Financial Therapy: Parent Loans – Student Debt

The article below says that “as older millennials raise children, they may end up taking out new college loans before paying back their own.” Parent loans can have a negative impact on the family for many years after the child’s education has been completed. The article describes how parents, often unknowingly, take on more debt than they can handle in their effort to help their young adults with college. New tools are now available to comparison-shop student and parents’ loans.

“If you have children nearing college age, you’ve probably heard a lot about student loans. Americans owe $1.7 trillion in college debt, an amount that grows every year. And while colleges differ greatly in their propensity to load up families with debt, it has been hard to identify the biggest offenders — until now.”

“The U.S. Department of Education has been filling this information gap with a website called the College Scorecard. It allows students and parents to look up a college, or a group of colleges, to see how many students take out federal loans and how much they borrow.”

Regarding Parent PLUS loans: “Low-income parents qualified for these loans nonetheless because underwriting standards for PLUS loans are lax: Parents are ineligible for PLUS loans if they have a bad credit history, like a defaulted loan or late bill payment, but not if they have no credit history.

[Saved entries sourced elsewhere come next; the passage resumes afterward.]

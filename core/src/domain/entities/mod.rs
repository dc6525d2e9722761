//! Domain entities representing core business objects.

pub mod key_record;
pub mod token;

// Re-export commonly used types
pub use key_record::KeyRecord;
pub use token::{Claims, TOKEN_SUBJECT, TOKEN_TTL_SECS, EXPIRED_TOKEN_BACKDATE_SECS};

#[cfg(test)]
mod tests;
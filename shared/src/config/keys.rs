//! Key lifecycle policy configuration

use serde::{Deserialize, Serialize};

/// Policy for generated signing keys and their expiry metadata
///
/// The lifecycle service keeps the store stocked with at least one valid and
/// one expired key; this config controls the RSA modulus size and how far in
/// the future (or past) the generated records expire.
#[derive(Debug, Clone, Deserialize, Serialize)]
pub struct KeyPolicyConfig {
    /// RSA modulus size in bits for generated keys
    pub key_bits: usize,

    /// Seconds a freshly generated valid key stays valid
    pub valid_ttl_secs: i64,

    /// Seconds in the past a generated expired key is backdated by
    pub expired_backdate_secs: i64,
}

impl Default for KeyPolicyConfig {
    fn default() -> Self {
        Self {
            key_bits: 2048,
            valid_ttl_secs: 3600,
            expired_backdate_secs: 10,
        }
    }
}

impl KeyPolicyConfig {
    /// Set the RSA modulus size
    pub fn with_key_bits(mut self, bits: usize) -> Self {
        self.key_bits = bits;
        self
    }

    /// Set how long generated valid keys live
    pub fn with_valid_ttl(mut self, secs: i64) -> Self {
        self.valid_ttl_secs = secs;
        self
    }
}
pub mod r#trait {
    pub use super::trait_::*;
}
#[path = "trait.rs"]
mod trait_;

pub use r#trait::KeyRepository;

#[cfg(test)]
pub mod mock;
#[cfg(test)]
pub use mock::MockKeyRepository;

#[cfg(test)]
mod tests;
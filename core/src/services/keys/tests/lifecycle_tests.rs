//! Unit tests for key store invariant enforcement

use std::sync::Arc;

use jwks_shared::KeyPolicyConfig;

use crate::repositories::{KeyRepository, MockKeyRepository};
use crate::services::keys::KeyLifecycleService;
use crate::services::now_epoch_seconds;

fn service(repo: Arc<MockKeyRepository>) -> KeyLifecycleService<MockKeyRepository> {
    KeyLifecycleService::new(repo, KeyPolicyConfig::default())
}

#[tokio::test]
async fn test_empty_store_gets_one_key_of_each_class() {
    let repo = Arc::new(MockKeyRepository::new());
    let lifecycle = service(repo.clone());

    let outcome = lifecycle.ensure_invariants().await.unwrap();

    assert_eq!(outcome.insertions(), 2);
    assert!(repo.count_by_expiry(false).await.unwrap() >= 1);
    assert!(repo.count_by_expiry(true).await.unwrap() >= 1);
}

#[tokio::test]
async fn test_second_run_performs_zero_insertions() {
    let repo = Arc::new(MockKeyRepository::new());
    let lifecycle = service(repo.clone());

    lifecycle.ensure_invariants().await.unwrap();
    let before = repo.len().await;

    let outcome = lifecycle.ensure_invariants().await.unwrap();

    assert_eq!(outcome.insertions(), 0);
    assert_eq!(repo.len().await, before);
}

#[tokio::test]
async fn test_only_the_missing_class_is_filled() {
    let repo = Arc::new(MockKeyRepository::new());
    let now = now_epoch_seconds();
    repo.insert("unused-pem", now + 600).await.unwrap();

    let outcome = service(repo.clone()).ensure_invariants().await.unwrap();

    assert!(outcome.inserted_valid.is_none());
    assert!(outcome.inserted_expired.is_some());
    assert_eq!(repo.len().await, 2);
}

#[tokio::test]
async fn test_generated_expiries_land_in_the_right_class() {
    let repo = Arc::new(MockKeyRepository::new());
    service(repo.clone()).ensure_invariants().await.unwrap();

    let now = now_epoch_seconds();
    let valid = repo.find_by_expiry(false).await.unwrap();
    let expired = repo.find_by_expiry(true).await.unwrap();

    assert!(valid.iter().all(|r| r.expires_at > now));
    assert!(expired.iter().all(|r| r.expires_at <= now));
}

#[tokio::test]
async fn test_storage_failure_propagates() {
    let repo = Arc::new(MockKeyRepository::failing());
    let result = service(repo).ensure_invariants().await;

    assert!(result.is_err());
}
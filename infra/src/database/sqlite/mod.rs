//! SQLite repository implementations

mod key_repository_impl;

pub use key_repository_impl::SqliteKeyRepository;
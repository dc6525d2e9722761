//! Domain-specific error types and error handling.

use thiserror::Error;

/// Closed set of core failures
///
/// Every failure the key store, lifecycle, selection, signing and publishing
/// paths can produce is one of these kinds. The HTTP boundary maps the whole
/// enumeration to a generic response in one place; nothing here carries key
/// material or raw SQL text.
#[derive(Error, Debug)]
pub enum DomainError {
    /// Persistence layer unavailable or rejected an operation
    #[error("Storage error: {message}")]
    Storage { message: String },

    /// The requested expiry class has zero records in the store
    #[error("No key available in the store (expired = {expired})")]
    NoKeyAvailable { expired: bool },

    /// Stored key material could not be parsed into a public key
    #[error("Key derivation error: {message}")]
    KeyDerivation { message: String },

    /// The signing primitive rejected the key or algorithm
    #[error("Signing error: {message}")]
    Signing { message: String },

    /// RSA key pair generation or PEM encoding failed
    #[error("Key generation error: {message}")]
    KeyGeneration { message: String },
}

pub type DomainResult<T> = Result<T, DomainError>;
//! Server configuration module

use serde::{Deserialize, Serialize};

/// HTTP server configuration
#[derive(Debug, Clone, Deserialize, Serialize)]
pub struct ServerConfig {
    /// Server host address
    pub host: String,

    /// Server port
    pub port: u16,
}

impl Default for ServerConfig {
    fn default() -> Self {
        Self {
            host: String::from("127.0.0.1"),
            port: 8080,
        }
    }
}

impl ServerConfig {
    /// Create from environment variables
    ///
    /// Reads `SERVER_HOST` and `SERVER_PORT`, falling back to the defaults
    /// when unset or unparsable.
    pub fn from_env() -> Self {
        let host = std::env::var("SERVER_HOST").unwrap_or_else(|_| "127.0.0.1".to_string());
        let port = std::env::var("SERVER_PORT")
            .unwrap_or_else(|_| "8080".to_string())
            .parse()
            .unwrap_or(8080);

        Self { host, port }
    }

    /// Socket address string for binding the HTTP server
    pub fn bind_address(&self) -> String {
        format!("{}:{}", self.host, self.port)
    }
}

#[cfg(test)]
mod tests {
    use super::*;

    #[test]
    fn test_default_bind_address() {
        let config = ServerConfig::default();
        assert_eq!(config.bind_address(), "127.0.0.1:8080");
    }
}
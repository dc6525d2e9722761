//! Database configuration module

use serde::{Deserialize, Serialize};

/// Database configuration for the SQLite key store
#[derive(Debug, Clone, Deserialize, Serialize)]
pub struct DatabaseConfig {
    /// Path to the SQLite database file
    pub path: String,

    /// Maximum number of connections in the pool
    pub max_connections: u32,

    /// Connection timeout in seconds
    pub connect_timeout: u64,
}

impl Default for DatabaseConfig {
    fn default() -> Self {
        Self {
            path: String::from("totally_not_my_privateKeys.db"),
            max_connections: 5,
            connect_timeout: 30,
        }
    }
}

impl DatabaseConfig {
    /// Create from environment variables
    ///
    /// Reads `DATABASE_PATH`, `DATABASE_MAX_CONNECTIONS` and
    /// `DATABASE_CONNECT_TIMEOUT`, falling back to defaults when unset.
    pub fn from_env() -> Self {
        let path = std::env::var("DATABASE_PATH")
            .unwrap_or_else(|_| "totally_not_my_privateKeys.db".to_string());
        let max_connections = std::env::var("DATABASE_MAX_CONNECTIONS")
            .unwrap_or_else(|_| "5".to_string())
            .parse()
            .unwrap_or(5);
        let connect_timeout = std::env::var("DATABASE_CONNECT_TIMEOUT")
            .unwrap_or_else(|_| "30".to_string())
            .parse()
            .unwrap_or(30);

        Self {
            path,
            max_connections,
            connect_timeout,
        }
    }

    /// Create a new database configuration with an explicit file path
    pub fn new(path: impl Into<String>) -> Self {
        Self {
            path: path.into(),
            ..Default::default()
        }
    }

    /// Set the maximum number of connections
    pub fn with_max_connections(mut self, max: u32) -> Self {
        self.max_connections = max;
        self
    }
}

#[cfg(test)]
mod tests {
    use super::*;

    #[test]
    fn test_builder_overrides() {
        let config = DatabaseConfig::new("/tmp/keys.db").with_max_connections(2);
        assert_eq!(config.path, "/tmp/keys.db");
        assert_eq!(config.max_connections, 2);
        assert_eq!(config.connect_timeout, 30);
    }
}
//! Route handlers for the two service endpoints

pub mod auth;
pub mod jwks;
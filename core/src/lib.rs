//! # JWKS Server Core
//!
//! Core business logic for the JWKS test server. This crate contains the
//! domain entities, key lifecycle and selection services, repository
//! interfaces, and error types that the HTTP boundary is built on.

pub mod domain;
pub mod errors;
pub mod repositories;
pub mod services;

// Re-export commonly used types for convenience
pub use domain::*;
pub use errors::*;
pub use repositories::*;
pub use services::*;
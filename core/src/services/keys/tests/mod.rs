mod generator_tests;
mod lifecycle_tests;
mod selector_tests;
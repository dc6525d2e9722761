// Library exports for testing and external use

pub mod app;
pub mod handlers;
pub mod routes;
pub mod state;
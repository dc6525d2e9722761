//! Domain layer: entities and value types for the key store.

pub mod entities;

pub use entities::*;
mod mock_tests;
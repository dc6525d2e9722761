//! Database module - SQLite implementations using SQLx

pub mod connection;
pub mod sqlite;
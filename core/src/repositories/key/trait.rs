//! Key repository trait defining the interface for signing key persistence.

use async_trait::async_trait;

use crate::domain::entities::KeyRecord;
use crate::errors::DomainResult;

/// Repository trait for KeyRecord persistence operations
///
/// The store assigns identifiers on insertion (monotonically increasing,
/// never reused) and classifies records by expiry against the clock at call
/// time. Every query reflects the current persisted state; implementations
/// must not cache.
#[async_trait]
pub trait KeyRepository: Send + Sync {
    /// Persist a new key record and return its assigned identifier
    ///
    /// # Arguments
    /// * `private_key_pem` - PEM-encoded RSA private key
    /// * `expires_at` - Expiry as a Unix timestamp in seconds
    ///
    /// # Returns
    /// * `Ok(kid)` - Identifier assigned by the store
    /// * `Err(DomainError::Storage)` - Persistence layer failure
    async fn insert(&self, private_key_pem: &str, expires_at: i64) -> DomainResult<i64>;

    /// Find all records of one expiry class, ordered by ascending `kid`
    ///
    /// `expired = true` returns records with `expires_at <= now`,
    /// `expired = false` those with `expires_at > now`. An empty vec is a
    /// valid, non-error result.
    async fn find_by_expiry(&self, expired: bool) -> DomainResult<Vec<KeyRecord>>;

    /// Find the earliest-inserted record (lowest `kid`) of one expiry class
    ///
    /// # Returns
    /// * `Ok(Some(record))` - A record of the requested class exists
    /// * `Ok(None)` - The class is empty (not an error)
    /// * `Err(DomainError::Storage)` - Persistence layer failure
    async fn find_one_by_expiry(&self, expired: bool) -> DomainResult<Option<KeyRecord>>;

    /// Count the records of one expiry class
    ///
    /// Implementations backed by SQL should override this with a `COUNT(*)`
    /// query instead of materializing the rows.
    async fn count_by_expiry(&self, expired: bool) -> DomainResult<u64> {
        Ok(self.find_by_expiry(expired).await?.len() as u64)
    }
}
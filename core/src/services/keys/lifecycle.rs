//! Key store invariant enforcement

use std::sync::Arc;

use jwks_shared::KeyPolicyConfig;

use crate::errors::DomainResult;
use crate::repositories::KeyRepository;
use crate::services::now_epoch_seconds;

use super::generator::generate_signing_key;

/// What `ensure_invariants` inserted, if anything
#[derive(Debug, Clone, Default, PartialEq, Eq)]
pub struct EnsureOutcome {
    /// Identifier of the valid key inserted during this call
    pub inserted_valid: Option<i64>,
    /// Identifier of the expired key inserted during this call
    pub inserted_expired: Option<i64>,
}

impl EnsureOutcome {
    /// Number of records this call inserted
    pub fn insertions(&self) -> usize {
        self.inserted_valid.iter().count() + self.inserted_expired.iter().count()
    }
}

/// Service guaranteeing the key store invariants
///
/// After a successful `ensure_invariants` call the store holds at least one
/// valid and at least one expired key. Runs once at startup before the
/// service admits requests, and again after destructive test operations.
pub struct KeyLifecycleService<R: KeyRepository> {
    repository: Arc<R>,
    policy: KeyPolicyConfig,
}

impl<R: KeyRepository> KeyLifecycleService<R> {
    /// Create a new lifecycle service
    pub fn new(repository: Arc<R>, policy: KeyPolicyConfig) -> Self {
        Self { repository, policy }
    }

    /// Ensure the store holds at least one valid and one expired key
    ///
    /// Counts both expiry classes as of the current time and generates a
    /// fresh RSA key for each class that is empty. The two checks are
    /// independent; zero, one or two insertions may happen in one call.
    ///
    /// Idempotent in effect: repeated calls when the invariants already hold
    /// perform no writes. Not synchronized against concurrent invocation;
    /// two racing calls can each insert a key of the same class, which only
    /// over-provisions the store and is harmless.
    ///
    /// # Returns
    /// * `Ok(EnsureOutcome)` - Which records were inserted
    /// * `Err(DomainError)` - Storage or key generation failure
    pub async fn ensure_invariants(&self) -> DomainResult<EnsureOutcome> {
        let now = now_epoch_seconds();
        let mut outcome = EnsureOutcome::default();

        let valid_count = self.repository.count_by_expiry(false).await?;
        if valid_count == 0 {
            let pem = generate_signing_key(self.policy.key_bits)?;
            let expires_at = now + self.policy.valid_ttl_secs;
            let kid = self.repository.insert(&pem, expires_at).await?;
            tracing::info!(kid, expires_at, "inserted valid signing key");
            outcome.inserted_valid = Some(kid);
        }

        let expired_count = self.repository.count_by_expiry(true).await?;
        if expired_count == 0 {
            let pem = generate_signing_key(self.policy.key_bits)?;
            let expires_at = now - self.policy.expired_backdate_secs;
            let kid = self.repository.insert(&pem, expires_at).await?;
            tracing::info!(kid, expires_at, "inserted expired signing key");
            outcome.inserted_expired = Some(kid);
        }

        Ok(outcome)
    }
}
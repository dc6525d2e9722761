use std::sync::Arc;

use actix_web::{web, HttpServer};
use dotenvy::dotenv;
use log::{error, info};

use jwks_api::app::create_app;
use jwks_api::state::{readiness_channel, AppState};
use jwks_core::services::keys::KeyLifecycleService;
use jwks_infra::{DatabasePool, SqliteKeyRepository};
use jwks_shared::{DatabaseConfig, KeyPolicyConfig, ServerConfig};

#[actix_web::main]
async fn main() -> std::io::Result<()> {
    // Load environment variables
    dotenv().ok();

    // Initialize logger
    env_logger::init_from_env(env_logger::Env::new().default_filter_or("info"));

    info!("Starting JWKS server");

    // Load configuration
    let server_config = ServerConfig::from_env();
    let database_config = DatabaseConfig::from_env();
    let key_policy = KeyPolicyConfig::default();

    // Open the key store; startup failures here are fatal
    let db = match DatabasePool::new(&database_config).await {
        Ok(db) => db,
        Err(e) => {
            error!("Failed to open key store: {}", e);
            std::process::exit(1);
        }
    };
    if let Err(e) = db.init_schema().await {
        error!("Failed to initialize schema: {}", e);
        std::process::exit(1);
    }

    let repository = Arc::new(SqliteKeyRepository::new(db.get_pool().clone()));

    // Schema init strictly precedes invariant enforcement, which strictly
    // precedes request admission
    let lifecycle = KeyLifecycleService::new(repository.clone(), key_policy);
    match lifecycle.ensure_invariants().await {
        Ok(outcome) => info!("key store ready ({} keys inserted)", outcome.insertions()),
        Err(e) => {
            error!("Failed to enforce key store invariants: {}", e);
            std::process::exit(1);
        }
    }

    let (readiness, gate) = readiness_channel();
    let state = web::Data::new(AppState::new(repository, gate));
    readiness.mark_ready();

    let bind_address = server_config.bind_address();
    info!("Server will bind to: {}", bind_address);

    HttpServer::new(move || create_app(state.clone()))
        .bind(&bind_address)?
        .run()
        .await
}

An unemployed parent with $0 in the bank could borrow $100,000 or more in PLUS loans, even with no credible means of paying it back.”

“The growth of Parent PLUS borrowing means that the student debt crisis that engulfed millennials is increasingly moving backward in time to snare parents with far fewer working years left to earn money for loan payments. The federal government can and does garnish Social Security checks for older parents who default on Parent PLUS loans.”

Student Debt Is Staggering, but Parents’ Loans Are Even More Dire

Elaine Korngold, LPC, offers Financial Therapy to people who want to address and process their money-related stresses. Contact Elaine to learn more.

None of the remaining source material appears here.